“Explosive” Gunpowder: How It Changed Warfare Forever Essay


Gunpowder is a fascinating invention. It was originally used in fireworks, but it eventually found its way into warfare. This article will discuss the history of gunpowder and how it changed the face of warfare forever!

A gunpowder essay is a type of academic essay that must be written in the form of an argument. The style originated from the old days when people used to write with a quill and ink, and it was so important that they would dip their pen in gunpowder before writing to ensure that it would not run out while they were writing. These essays can be challenging for students because you have to think critically about your stance on an issue, which requires analyzing both sides of the argument as well as providing evidence for why you believe what you do. This blog post will provide information  on how did the gunpowder change warfare!

How did gunpowder change warfare?

Gun powder was discovered around A.D. 850; since its discovery, gunpowder has marked one of the best inventions ever developed. Gunpowder changed the way warfare was waged, brought an end to Europe’s middle age period, and made the age of exploration possible. Even technology in modern action that involves the use of other armories, including rifles, grenades, and cannons, was founded in the invention of gunpowder. Gunpowder was first invented in China around the 9th century. Initially, the explosive was used for medical purposes, to start fires and ceremonies. However, later on, the Chinese realized the potential of gunpowder as a weapon. Historical accounts highlight that gunpowder was used in ancient China in flaming rockets and arrows to fire projectiles.

These projectiles were a representation of initial guns. In later periods, china utilized gunpowder in bombs and made landmines, cannons, and grenades. It is believed that gunpowder was used in ancient China in the war against the Mongols. Somehow, gunpowder remained in China until the 13th century when the explosive was traded in Europe and Middle East borders via the silk trade route. It significantly impacted military practices and triumphs. By the 1350s, gunpowder was a common phenomenon In Europe’s hundred years of war warfare between the French and English militaries. Extensive use of gunpowder by the French armies contributed to its victory during the 100 years of war. The gunpowder made the European walls that were traditional strongly fortified and impregnable defenseless and weak.

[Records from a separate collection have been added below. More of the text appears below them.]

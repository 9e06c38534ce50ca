//! Prime-order groups and pairing-friendly field towers with constant-time
//! implementations.
//!
//! This crate provides the arithmetic core shared by elliptic-curve
//! protocols:
//!
//! - the BLS12-381 extension-field tower `Fp → Fp2 → Fp6 → Fp12`, together
//!   with the alternate `Fp4`-based representation used to speed up sparse
//!   line multiplications in pairing computation;
//! - a uniform [`Group`](group::Group) contract over prime-order groups
//!   (NIST P-256/P-384/P-521 and Ristretto255) with fixed byte encodings,
//!   uniform sampling, and RFC 9380 hash-to-group entry points;
//! - the RFC 9380 `expand_message_xmd` / `expand_message_xof` primitives.
//!
//! # Security Features
//!
//! Every operation on field elements, scalars, and group elements executes a
//! data-independent sequence of instructions; equality and zero tests are
//! computed as masks via the `subtle` crate and conditional selection never
//! branches on secrets. The sole variable-time escape hatch is
//! [`Fp12::exp_vartime`](ec::bls12_381::Fp12::exp_vartime), which must never
//! see a secret exponent.
//!
//! **Warning:** Unaudited implementation. Use at your own risk.

#![cfg_attr(not(feature = "std"), no_std)]
#![forbid(unsafe_code)]
#![deny(missing_docs)]

extern crate alloc;

// Error module and re-exports
pub mod error;
pub use error::{Error, Result};

// Elliptic curve primitives
pub mod ec;

// Prime-order group abstraction, concrete groups, and message expansion
pub mod group;
pub use group::{Element, Expander, Group, Params, Scalar};
pub use group::{ExpanderXmd, ExpanderXof};
pub use group::{Ristretto255, P256, P384, P521};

In subsequent years, the Ottoman Turks successfully deployed gunpowder cannon in the 1453 siege and abandonment of Constantinople. In the 15th century, the use of gunpowder in battles took an upturn when it was inserted into a handgun. This marked a transition in warfare since the weapon was now portable and greatly depended on an individual. This led to the creation of soldier’s infantries and convectional armies. Late in the 16th and 17th centuries, extensive and larger military forces deployed gunpowder. States deployed permanent units of soldiers armed with gunpowder weapons. In the 17th century, infantry utilized powerful and heavier matchlock muskets with gunpowder in warfare. Armies around this time, like the Swedish army in the Thirty Years’ War, significantly used gunpowder in field artillery.

The Netherlands states also used large armies’ weapons with gunpowder to secure their fortifications. This was the case in the Netherlands during the Dutch revolt. Gunpowder was also deployed to transform naval warfare radically. Shipbuilders in this period adapted naval vessels fitted to gunpowder firearm technology. Ship-borne artilleries were a significant phenomenon in the 16th century, with heavily armed galleons, floating ships equipped with artillery. European states build extensive naval forces fitted with gunpowder firearm technology. Also, they made the walls and fortresses in such conditions that they could counter-attack from gunpowder fire shots. The combination of gunpowder technology in naval ships combined with walled fortifications partly enabled European to control and sustain maritime empires along with the coastal towns across India, Africa, and Asia.

To date, gunpowder technology is still the basis of modern weaponry, including guns. Certainly not the greatest explosive in contemporary warfare, once gunpowder was invented, it led to firearms that compounded greater mobility on the battlefield. Nonetheless, gunpowder has been the basis of the smokeless bullets that were invented in later years. Indeed, the invention of gunpowder has gone a long way in shaping the military and the states and international policies, remaining a substantial and controversial device for change in society.